A partir deste momento, Sidarta, agora sem Govinda, inicia uma vida mundana, despertando para o mundo físico e experimentando todos os apelos e aprendizagens dos sentidos. Torna-se comerciante rico e amante da cortesã Kamala. Entregando-se ao que antes considerava o mundo ilusório dos fenômenos, Sidarta vai envelhecendo e afastando-se de sua busca e de seu conhecimento anterior, até perder-se totalmente em desespero e sofrimento. A convivência entre os homens tolos transformou o próprio Sidarta no mais tolo dos homens.
O momento do novo despertar ocorre à beira de um rio e do suicídio.

Então chegara àquele extremo; perdera-se a tal ponto; andara tão alucinado, tão néscio que chegara a almejar a morte, permitindo que aquela ânsia, aquele desejo próprio de uma criança crescesse nele. Quisera encontrar sossego, ao exterminar o próprio corpo. O que todos os tormentos daqueles últimos tempos, todas as desilusões, todo o desespero não haviam conseguido fazer, produzia-se naquele instante, quando o Om penetrava na sua consciência: em meio a sua miséria e a seus equívocos, reconheceu-se a si mesmo. (p. 105)

Com a compreensão de que todo este sofrimento fora necessário para chegar aonde estava, Sidarta abandona novamente sua existência anterior, tornando-se um balseiro junto a Vasudeva, e começa a receber lições do rio. Aprende a escutar, a abaixar-se e procurar nas profundezas de si mesmo, a reconhecer a inexistência do tempo, a eternidade de cada instante e a unidade de todas as coisas em meio à multiplicidade da vida.
Outra grande lição, Sidarta aprende através de seu filho com Kamala. O apego e as preocupações de pai transformam-se em novo sofrimento, que Sidarta compreende como necessário para mais uma aprendizagem.
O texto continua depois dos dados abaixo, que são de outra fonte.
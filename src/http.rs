//! HTTP client for the RAG knowledge backend
//!
//! This module provides the typed client used to import, search and clear
//! knowledge records.

use crate::error::{Error, Result};
use crate::knowledge::{CharacterId, ImportBatch};
use reqwest::{Client as ReqwestClient, RequestBuilder, StatusCode};
use serde::de::DeserializeOwned;
use serde::{Deserialize, Serialize};
use std::time::Duration;
use tracing::{debug, error, instrument};
use url::Url;

/// Default timeout for HTTP requests in seconds
const DEFAULT_TIMEOUT_SECS: u64 = 30;

pub const IMPORT_PATH: &str = "api/knowledge/import/text";
pub const SEARCH_PATH: &str = "api/knowledge/search";
pub const CLEAR_PATH: &str = "api/knowledge/clear";
pub const HEALTH_PATH: &str = "api/health";

/// Response of the import endpoint
#[derive(Debug, Clone, Default, Deserialize)]
#[serde(default)]
pub struct ImportResponse {
    pub success: bool,
    #[serde(alias = "importedCount")]
    pub imported_count: Option<usize>,
    pub message: Option<String>,
}

/// Body of the search endpoint
#[derive(Debug, Clone, Serialize)]
pub struct SearchRequest {
    #[serde(rename = "characterId")]
    pub character_id: CharacterId,
    pub query: String,
    #[serde(rename = "topK")]
    pub top_k: usize,
}

impl SearchRequest {
    pub fn new(character_id: CharacterId, query: impl Into<String>, top_k: usize) -> Self {
        Self {
            character_id,
            query: query.into(),
            top_k,
        }
    }
}

/// One search hit
#[derive(Debug, Clone, Default, Deserialize)]
#[serde(default)]
pub struct SearchHit {
    pub title: String,
    #[serde(alias = "characterId")]
    pub character_id: Option<u32>,
    pub content: String,
}

/// Response of the search endpoint
#[derive(Debug, Clone, Default, Deserialize)]
#[serde(default)]
pub struct SearchResponse {
    pub count: Option<usize>,
    #[serde(alias = "knowledge_list")]
    pub results: Vec<SearchHit>,
}

impl SearchResponse {
    /// Reported count, or the number of returned hits
    pub fn hit_count(&self) -> usize {
        self.count.unwrap_or(self.results.len())
    }
}

/// Result of asking the backend to clear its knowledge
#[derive(Debug, Clone, Copy, PartialEq, Eq)]
pub enum ClearOutcome {
    Cleared,
    Unsupported,
}

/// HTTP client for the knowledge backend
#[derive(Debug, Clone)]
pub struct RagClient {
    /// The underlying reqwest client
    client: ReqwestClient,

    /// Base URL for API requests
    base_url: String,
}

impl RagClient {
    /// Create a client for `base_url` with the default timeout
    pub fn new(base_url: impl Into<String>) -> Result<Self> {
        Self::with_timeout(base_url, Duration::from_secs(DEFAULT_TIMEOUT_SECS))
    }

    pub fn with_timeout(base_url: impl Into<String>, timeout: Duration) -> Result<Self> {
        let client = ReqwestClient::builder().timeout(timeout).build()?;
        Ok(Self {
            client,
            base_url: base_url.into().trim_end_matches('/').to_string(),
        })
    }

    fn build_url(&self, path: &str) -> Result<Url> {
        let url = format!("{}/{}", self.base_url, path.trim_start_matches('/'));
        Url::parse(&url).map_err(|e| Error::Other(format!("Invalid URL: {}", e)))
    }

    /// Send a POST request with a JSON body
    #[instrument(skip(self, body), level = "debug")]
    pub async fn post<T: DeserializeOwned, B: Serialize>(&self, path: &str, body: &B) -> Result<T> {
        let request = self.client.post(self.build_url(path)?).json(body);
        debug!("Sending POST request to {}", path);
        self.execute_request(request).await
    }

    /// Execute an HTTP request and handle the response
    async fn execute_request<T: DeserializeOwned>(&self, request: RequestBuilder) -> Result<T> {
        let response = request.send().await.map_err(Error::Http)?;

        let status = response.status();
        let response_text = response.text().await.map_err(Error::Http)?;

        if status.is_success() {
            serde_json::from_str(&response_text).map_err(|e| {
                error!("Failed to parse response: {}", e);
                Error::UnexpectedResponse(format!("Failed to parse response: {}", e))
            })
        } else {
            error!("API error: {} - {}", status, response_text);
            Err(Error::Api {
                status_code: status.as_u16(),
                message: response_text,
            })
        }
    }

    /// Whether the backend answers its health endpoint with 200
    pub async fn health(&self) -> bool {
        let url = match self.build_url(HEALTH_PATH) {
            Ok(url) => url,
            Err(_) => return false,
        };
        match self.client.get(url).send().await {
            Ok(response) => response.status() == StatusCode::OK,
            Err(e) => {
                debug!("Health check failed: {}", e);
                false
            }
        }
    }

    /// Submit one batch of records
    pub async fn import_batch(&self, batch: &ImportBatch<'_>) -> Result<ImportResponse> {
        self.post(IMPORT_PATH, batch).await
    }

    pub async fn search(&self, request: &SearchRequest) -> Result<SearchResponse> {
        self.post(SEARCH_PATH, request).await
    }

    /// Ask the backend to drop all knowledge; 404 means the endpoint is absent
    pub async fn clear(&self) -> Result<ClearOutcome> {
        self.request_clear(CLEAR_PATH).await
    }

    /// Drop only the knowledge of one character
    pub async fn clear_character(&self, character_id: CharacterId) -> Result<ClearOutcome> {
        self.request_clear(&format!("{}/{}", CLEAR_PATH, character_id)).await
    }

    async fn request_clear(&self, path: &str) -> Result<ClearOutcome> {
        match self
            .post::<serde_json::Value, _>(path, &serde_json::json!({}))
            .await
        {
            Ok(_) => Ok(ClearOutcome::Cleared),
            Err(Error::Api { status_code: 404, .. }) => Ok(ClearOutcome::Unsupported),
            Err(e) => Err(e),
        }
    }
}

#[cfg(test)]
mod tests {
    use super::*;
    use crate::knowledge::KnowledgeRecord;
    use mockito::{Matcher, Server};

    #[tokio::test]
    async fn test_import_batch_success() {
        let mut server = Server::new_async().await;
        let mock_server = server
            .mock("POST", "/api/knowledge/import/text")
            .match_body(Matcher::AllOf(vec![
                Matcher::Regex(r#""characterId":5"#.to_string()),
                Matcher::Regex(r#""title":"泰拉刃""#.to_string()),
                Matcher::Regex(r#""character_id":5"#.to_string()),
            ]))
            .with_status(200)
            .with_header("content-type", "application/json")
            .with_body(r#"{"success": true, "imported_count": 1}"#)
            .expect(1)
            .create_async()
            .await;

        let client = RagClient::new(server.url()).unwrap();
        let records = vec![KnowledgeRecord::new(CharacterId::new(5), "泰拉刃", "剑")];
        let response = client
            .import_batch(&ImportBatch::new(CharacterId::new(5), &records))
            .await
            .unwrap();
        assert!(response.success);
        assert_eq!(response.imported_count, Some(1));

        mock_server.assert_async().await;
    }

    #[tokio::test]
    async fn test_search_accepts_knowledge_list() {
        let mut server = Server::new_async().await;
        let mock_server = server
            .mock("POST", "/api/knowledge/search")
            .match_body(Matcher::Json(serde_json::json!({
                "characterId": 3, "query": "相对论", "topK": 3
            })))
            .with_status(200)
            .with_body(r#"{"count": 2, "knowledge_list": [{"title": "相对论", "characterId": 3}]}"#)
            .expect(1)
            .create_async()
            .await;

        let client = RagClient::new(format!("{}/", server.url())).unwrap();
        let response = client
            .search(&SearchRequest::new(CharacterId::new(3), "相对论", 3))
            .await
            .unwrap();
        assert_eq!(response.hit_count(), 2);
        assert_eq!(response.results[0].character_id, Some(3));

        mock_server.assert_async().await;
    }

    #[tokio::test]
    async fn test_error_status_maps_to_api_error() {
        let mut server = Server::new_async().await;
        let mock_server = server
            .mock("POST", "/api/knowledge/search")
            .with_status(500)
            .with_body("boom")
            .create_async()
            .await;

        let client = RagClient::new(server.url()).unwrap();
        let result = client
            .search(&SearchRequest::new(CharacterId::new(1), "哈利", 3))
            .await;
        assert!(matches!(
            result,
            Err(Error::Api { status_code: 500, ref message }) if message == "boom"
        ));

        mock_server.assert_async().await;
    }

    #[tokio::test]
    async fn test_clear_not_found_is_unsupported() {
        let mut server = Server::new_async().await;
        let mock_server = server
            .mock("POST", "/api/knowledge/clear")
            .with_status(404)
            .create_async()
            .await;

        let client = RagClient::new(server.url()).unwrap();
        assert_eq!(client.clear().await.unwrap(), ClearOutcome::Unsupported);

        mock_server.assert_async().await;
    }

    #[tokio::test]
    async fn test_clear_character_targets_one_domain() {
        let mut server = Server::new_async().await;
        let scoped = server
            .mock("POST", "/api/knowledge/clear/4")
            .with_status(200)
            .with_body(r#"{"success": true}"#)
            .expect(1)
            .create_async()
            .await;
        let global = server
            .mock("POST", "/api/knowledge/clear")
            .expect(0)
            .create_async()
            .await;
        let missing = server
            .mock("POST", "/api/knowledge/clear/2")
            .with_status(404)
            .expect(1)
            .create_async()
            .await;

        let client = RagClient::new(server.url()).unwrap();
        assert_eq!(
            client.clear_character(CharacterId::new(4)).await.unwrap(),
            ClearOutcome::Cleared
        );
        assert_eq!(
            client.clear_character(CharacterId::new(2)).await.unwrap(),
            ClearOutcome::Unsupported
        );

        scoped.assert_async().await;
        global.assert_async().await;
        missing.assert_async().await;
    }

    #[tokio::test]
    async fn test_health() {
        let mut server = Server::new_async().await;
        let mock_server = server
            .mock("GET", "/api/health")
            .with_status(200)
            .with_body("ok")
            .create_async()
            .await;

        let client = RagClient::new(server.url()).unwrap();
        assert!(client.health().await);
        mock_server.assert_async().await;

        let unreachable = RagClient::new("http://127.0.0.1:9").unwrap();
        assert!(!unreachable.health().await);
    }
}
Lembrando-se do pai e do modo como tinha abandonado sua casa para nunca mais voltar, toma consciência da circularidade da existência:

Tudo voltava, todos os sofrimentos que não tivessem encontrado uma solução final. Era preciso suportar sempre as mesmas aflições. (p. 154)

Mais uma vez, o rio é fonte de sabedoria, e Sidarta revê toda sua existência em suas águas, e sua voz e todo seu sofrimento juntam-se a milhares de outras vozes:

Tudo era uma e mesma coisa, tudo se entretecia, enredava-se, emaranhava-se mil vezes. E todo aquele conjunto, a soma das vozes, a totalidade das metas, das ânsias, dos sofrimentos, das delícias, todo o Bem e todo o Mal, esse conjunto era o mundo. Esse conjunto era o rio dos destinos, era a música da vida. (p. 158-9)

E então, incorporando-se na unidade, Sidarta encontra a iluminação:

Foi nessa hora que Sidarta cessou de lutar contra o Destino. Cessou de sofrer. No seu rosto florescia aquela serenidade de saber, à qual já não se opunha nenhuma vontade, que conhece a perfeição, que está de acordo com o rio dos acontecimentos e o curso da vida; a serenidade que torna suas as penas e as ditas de todos, entregue à corrente, pertencente à unidade. (p. 159)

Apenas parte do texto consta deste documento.